The ACLEC Report's proposals for the reform of university legal education are designed, first and foremost, for the benefit of society. According to the Report, almost every aspect of people's daily lives is affected by law to some degree. Hence, people frequently require legal advice, assistance or representation. It is therefore necessary for society to produce legal professionals who are capable of providing such "legal services". Society's mechanism for producing these professionals is its "system of legal education and training", the function of which is to transform raw recruits into highly competent providers of legal services. This transformation takes place through a number of "stages". The first is usually an undergraduate law degree, in which recruits are trained in the basic techniques of legal research and analysis and taught some of the substantive knowledge and legal values which they will require. Subsequent stages complete the transformation process by supplementing this "preliminary theoretical training" with more practical knowledge and skills.

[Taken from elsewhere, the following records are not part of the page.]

//! Auth Session Entity
//!
//! An authenticated session held in the session store and referenced by a
//! signed cookie token.

use chrono::{Duration, Utc};
use kernel::id::UserId;
use serde::Serialize;
use uuid::Uuid;

/// Identity carried by a session and handed to handlers
#[derive(Debug, Clone, PartialEq, Eq, Serialize)]
pub struct SessionUser {
    pub id: UserId,
    pub name: String,
}

/// Auth session entity
#[derive(Debug, Clone)]
pub struct AuthSession {
    /// Session ID (UUID v4)
    pub session_id: Uuid,
    pub user: SessionUser,
    /// Unix timestamp ms
    pub expires_at_ms: i64,
}

impl AuthSession {
    /// Create a session that expires `ttl` from now
    pub fn new(user: SessionUser, ttl: Duration) -> Self {
        Self {
            session_id: Uuid::new_v4(),
            user,
            expires_at_ms: (Utc::now() + ttl).timestamp_millis(),
        }
    }

    pub fn is_expired(&self) -> bool {
        self.is_expired_at(Utc::now().timestamp_millis())
    }

    pub fn is_expired_at(&self, now_ms: i64) -> bool {
        now_ms >= self.expires_at_ms
    }
}

#[cfg(test)]
mod tests {
    use super::*;

    fn alice() -> SessionUser {
        SessionUser {
            id: UserId::from_db(1),
            name: "Alice".to_string(),
        }
    }

    #[test]
    fn test_new_session_lifetime() {
        let before = Utc::now().timestamp_millis();
        let session = AuthSession::new(alice(), Duration::hours(1));
        let after = Utc::now().timestamp_millis();

        assert!(!session.is_expired());
        assert!(session.expires_at_ms >= before + 3_600_000);
        assert!(session.expires_at_ms <= after + 3_600_000);
    }

    #[test]
    fn test_expiry_boundary() {
        let session = AuthSession::new(alice(), Duration::hours(1));
        assert!(!session.is_expired_at(session.expires_at_ms - 1));
        assert!(session.is_expired_at(session.expires_at_ms));
    }

    #[test]
    fn test_zero_ttl_is_expired() {
        let session = AuthSession::new(alice(), Duration::zero());
        assert!(session.is_expired());
    }

    #[test]
    fn test_session_user_serializes_id_as_number() {
        let json = serde_json::to_value(alice()).unwrap();
        assert_eq!(json, serde_json::json!({ "id": 1, "name": "Alice" }));
    }
}
//! Domain Layer

pub mod post;
pub mod repository;
pub mod schema;

pub use post::{NewPost, Post, PostDraft};
pub use repository::PostRepository;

According to the ACLEC Report, both the nature of society's needs for legal services and the arrangements for meeting these needs are changing rapidly (ch 1 - unless indicated otherwise all references in this section are to the ACLEC Report). On the demand side, the extent to which law affects our daily lives is increasing significantly. More and more people therefore need - and are acquiring the means to gain access to - legal services. On the supply side, the traditional market for providing legal services is being opened up to a wider group of persons; new opportunities for providers of legal services are emerging; and a movement towards increased specialisation is gathering pace. In short, we are undergoing a "legal services revolution" (p 11). Tomorrow's providers of legal services will therefore need to possess somewhat different knowledge and skills to those required by the lawyers of today. It is therefore necessary, according to the ACLEC Report, to examine society's "system of legal education and training" to see if it is capable of inculcating in the legal professionals of tomorrow the knowledge and skills which they will require if they are to provide the wide range of high quality legal services which society will demand of them.

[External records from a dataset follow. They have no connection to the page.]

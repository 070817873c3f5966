//! Post Schemas

use kernel::id::PostId;
use kernel::validation::{ValidationErrors, Validator};
use serde_json::Value;

use crate::domain::post::PostDraft;

pub const TITLE_LENGTH: std::ops::RangeInclusive<usize> = 5..=20;
pub const CONTENT_LENGTH: std::ops::RangeInclusive<usize> = 5..=500;

const TITLE_MESSAGE: &str = "Post title must be between 5 and 20 characters long";
const CONTENT_MESSAGE: &str = "Post content must be between 5 and 500 characters long";
const ACTIVE_MESSAGE: &str = "Active must be either true or false";
const ID_MESSAGE: &str = "Post id can't be null or <= 0";

/// Validated update payload
#[derive(Debug, Clone, PartialEq, Eq)]
pub struct PostUpdate {
    pub id: PostId,
    pub draft: PostDraft,
}

/// `{ title, content, active? }`, `active` defaulting to `true`
pub fn validate_new_post(payload: &Value) -> Result<PostDraft, ValidationErrors> {
    let mut v = Validator::new();

    let title = text_field(&mut v, payload, "title", TITLE_LENGTH, TITLE_MESSAGE);
    let content = text_field(&mut v, payload, "content", CONTENT_LENGTH, CONTENT_MESSAGE);
    let active = match payload.get("active") {
        None | Some(Value::Null) => Some(true),
        Some(_) => v.bool_field(payload, "active", ACTIVE_MESSAGE),
    };

    match (title, content, active) {
        (Some(title), Some(content), Some(active)) => Ok(PostDraft {
            title,
            content,
            active,
        }),
        _ => Err(v.into_errors()),
    }
}

/// `{ id, title, content, active }`, all required
pub fn validate_post_update(payload: &Value) -> Result<PostUpdate, ValidationErrors> {
    let mut v = Validator::new();

    let id = match v.int_field(payload, "id", ID_MESSAGE) {
        Some(raw) => {
            let id = i32::try_from(raw).ok().and_then(PostId::new);
            v.check("id", id.is_some(), ID_MESSAGE);
            id
        }
        None => None,
    };
    let title = text_field(&mut v, payload, "title", TITLE_LENGTH, TITLE_MESSAGE);
    let content = text_field(&mut v, payload, "content", CONTENT_LENGTH, CONTENT_MESSAGE);
    let active = v.bool_field(payload, "active", ACTIVE_MESSAGE);

    match (id, title, content, active) {
        (Some(id), Some(title), Some(content), Some(active)) => Ok(PostUpdate {
            id,
            draft: PostDraft {
                title,
                content,
                active,
            },
        }),
        _ => Err(v.into_errors()),
    }
}

fn text_field(
    v: &mut Validator,
    payload: &Value,
    field: &'static str,
    range: std::ops::RangeInclusive<usize>,
    message: &'static str,
) -> Option<String> {
    let value = v.string_field(payload, field, message)?;
    v.length(field, &value, &range, message).then_some(value)
}
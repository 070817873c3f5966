//! In-Memory Post Repository
//!
//! Backs tests and database-less runs.

use std::collections::BTreeMap;
use std::sync::Arc;
use std::sync::atomic::{AtomicI32, Ordering};

use chrono::Utc;
use kernel::id::PostId;
use tokio::sync::RwLock;

use crate::domain::{NewPost, Post, PostDraft, PostRepository};
use crate::error::BlogResult;

/// Posts keyed by id, ids assigned from 1
#[derive(Clone)]
pub struct MemoryPostRepository {
    posts: Arc<RwLock<BTreeMap<PostId, Post>>>,
    next_id: Arc<AtomicI32>,
}

impl Default for MemoryPostRepository {
    fn default() -> Self {
        Self {
            posts: Arc::default(),
            next_id: Arc::new(AtomicI32::new(1)),
        }
    }
}

impl MemoryPostRepository {
    pub fn new() -> Self {
        Self::default()
    }
}

impl PostRepository for MemoryPostRepository {
    async fn list(&self) -> BlogResult<Vec<Post>> {
        Ok(self.posts.read().await.values().cloned().collect())
    }

    async fn find_by_id(&self, id: PostId) -> BlogResult<Option<Post>> {
        Ok(self.posts.read().await.get(&id).cloned())
    }

    async fn create(&self, post: &NewPost) -> BlogResult<Post> {
        let now = Utc::now();
        let post = Post {
            id: PostId::from_db(self.next_id.fetch_add(1, Ordering::Relaxed)),
            title: post.draft.title.clone(),
            content: post.draft.content.clone(),
            active: post.draft.active,
            author_id: post.author_id,
            created_at: now,
            updated_at: now,
        };

        self.posts.write().await.insert(post.id, post.clone());

        Ok(post)
    }

    async fn update(&self, id: PostId, draft: &PostDraft) -> BlogResult<bool> {
        let mut posts = self.posts.write().await;
        let Some(post) = posts.get_mut(&id) else {
            return Ok(false);
        };

        post.title = draft.title.clone();
        post.content = draft.content.clone();
        post.active = draft.active;
        post.updated_at = Utc::now();

        Ok(true)
    }

    async fn delete(&self, id: PostId) -> BlogResult<bool> {
        Ok(self.posts.write().await.remove(&id).is_some())
    }
}
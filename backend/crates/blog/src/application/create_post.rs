//! Create Post Use Case

use std::sync::Arc;

use kernel::id::UserId;

use crate::domain::{NewPost, Post, PostDraft, PostRepository};
use crate::error::BlogResult;

pub struct CreatePostUseCase<P>
where
    P: PostRepository,
{
    repo: Arc<P>,
}

impl<P> CreatePostUseCase<P>
where
    P: PostRepository,
{
    pub fn new(repo: Arc<P>) -> Self {
        Self { repo }
    }

    /// Store `draft` authored by `author_id`
    pub async fn execute(&self, author_id: UserId, draft: PostDraft) -> BlogResult<Post> {
        let post = self.repo.create(&NewPost { draft, author_id }).await?;

        tracing::info!(post_id = %post.id, user_id = %author_id, "Post created");

        Ok(post)
    }
}
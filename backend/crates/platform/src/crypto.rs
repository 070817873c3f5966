//! Cryptographic Utilities
//!
//! Session tokens are signed as `payload.<base64url(HMAC-SHA256)>`.

use base64::{Engine, engine::general_purpose};
use hmac::digest::InvalidLength;
use hmac::{Hmac, Mac};
use rand::{RngCore, rngs::OsRng};
use sha2::Sha256;

type HmacSha256 = Hmac<Sha256>;

/// Generate a random 32-byte key
pub fn random_key() -> [u8; 32] {
    let mut key = [0u8; 32];
    OsRng.fill_bytes(&mut key);
    key
}

/// Encode bytes as base64
pub fn to_base64(bytes: &[u8]) -> String {
    general_purpose::STANDARD.encode(bytes)
}

/// Decode base64 to bytes
pub fn from_base64(s: &str) -> Result<Vec<u8>, base64::DecodeError> {
    general_purpose::STANDARD.decode(s)
}

fn keyed_mac(key: &[u8], payload: &str) -> Result<HmacSha256, InvalidLength> {
    let mut mac = HmacSha256::new_from_slice(key)?;
    mac.update(payload.as_bytes());
    Ok(mac)
}

/// Sign `payload` as `payload.<base64url(HMAC-SHA256)>`
///
/// `payload` must not contain `.`.
pub fn sign_token(key: &[u8], payload: &str) -> Result<String, InvalidLength> {
    let signature = keyed_mac(key, payload)?.finalize().into_bytes();
    Ok(format!(
        "{}.{}",
        payload,
        general_purpose::URL_SAFE_NO_PAD.encode(signature)
    ))
}

/// Verify a token produced by [`sign_token`] and return its payload
///
/// The signature check is constant-time.
pub fn verify_token<'a>(key: &[u8], token: &'a str) -> Option<&'a str> {
    let (payload, signature_b64) = token.split_once('.')?;
    if signature_b64.contains('.') {
        return None;
    }

    let signature = general_purpose::URL_SAFE_NO_PAD
        .decode(signature_b64)
        .ok()?;

    keyed_mac(key, payload)
        .ok()?
        .verify_slice(&signature)
        .ok()
        .map(|()| payload)
}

Such an examination, the ACLEC Report claims, reveals a number of deficiencies (pp 14-15). For example, our system of legal education fails to develop basic skills of statutory interpretation and handling of legislation, fails to impart to the vast majority of law students an understanding of civil law systems, and fails to develop in students adequate legal research skills. This suggests that a number of reforms in the "system of legal education and training" are necessary in order "to equip lawyers to respond vigorously to the challenging opportunities that the new century will throw open to them" (p 12). What does this mean for the "preliminary stage", ie the university law degree? Basically, this must contribute to the overall task of enabling future providers of legal services to take any opportunity that comes their way. Law students should receive a good general education in law through which they should acquire the broad foundations of legal knowledge and skill, and be taught transferable skills, which will enable them to think in a critical way as creative lawyers (p 55 & passim).
One chapter of the ACLEC Report - chapter four - contains a more detailed outline of ACLEC's vision of the university law degree. The overall thrust of the chapter is that the substantial regulation of the law degree by the Law Society and the Bar is not only unnecessary, but is also a positive obstacle to the development of the kind of legal education which tomorrow's lawyers will need. Few university law teachers would disagree. And most would concur with the recommendation, stated emphatically in this chapter, "that the degree course should stand as an independent liberal education in the discipline of law, not tied to any specific vocation" (p 57). But what does ACLEC mean by this?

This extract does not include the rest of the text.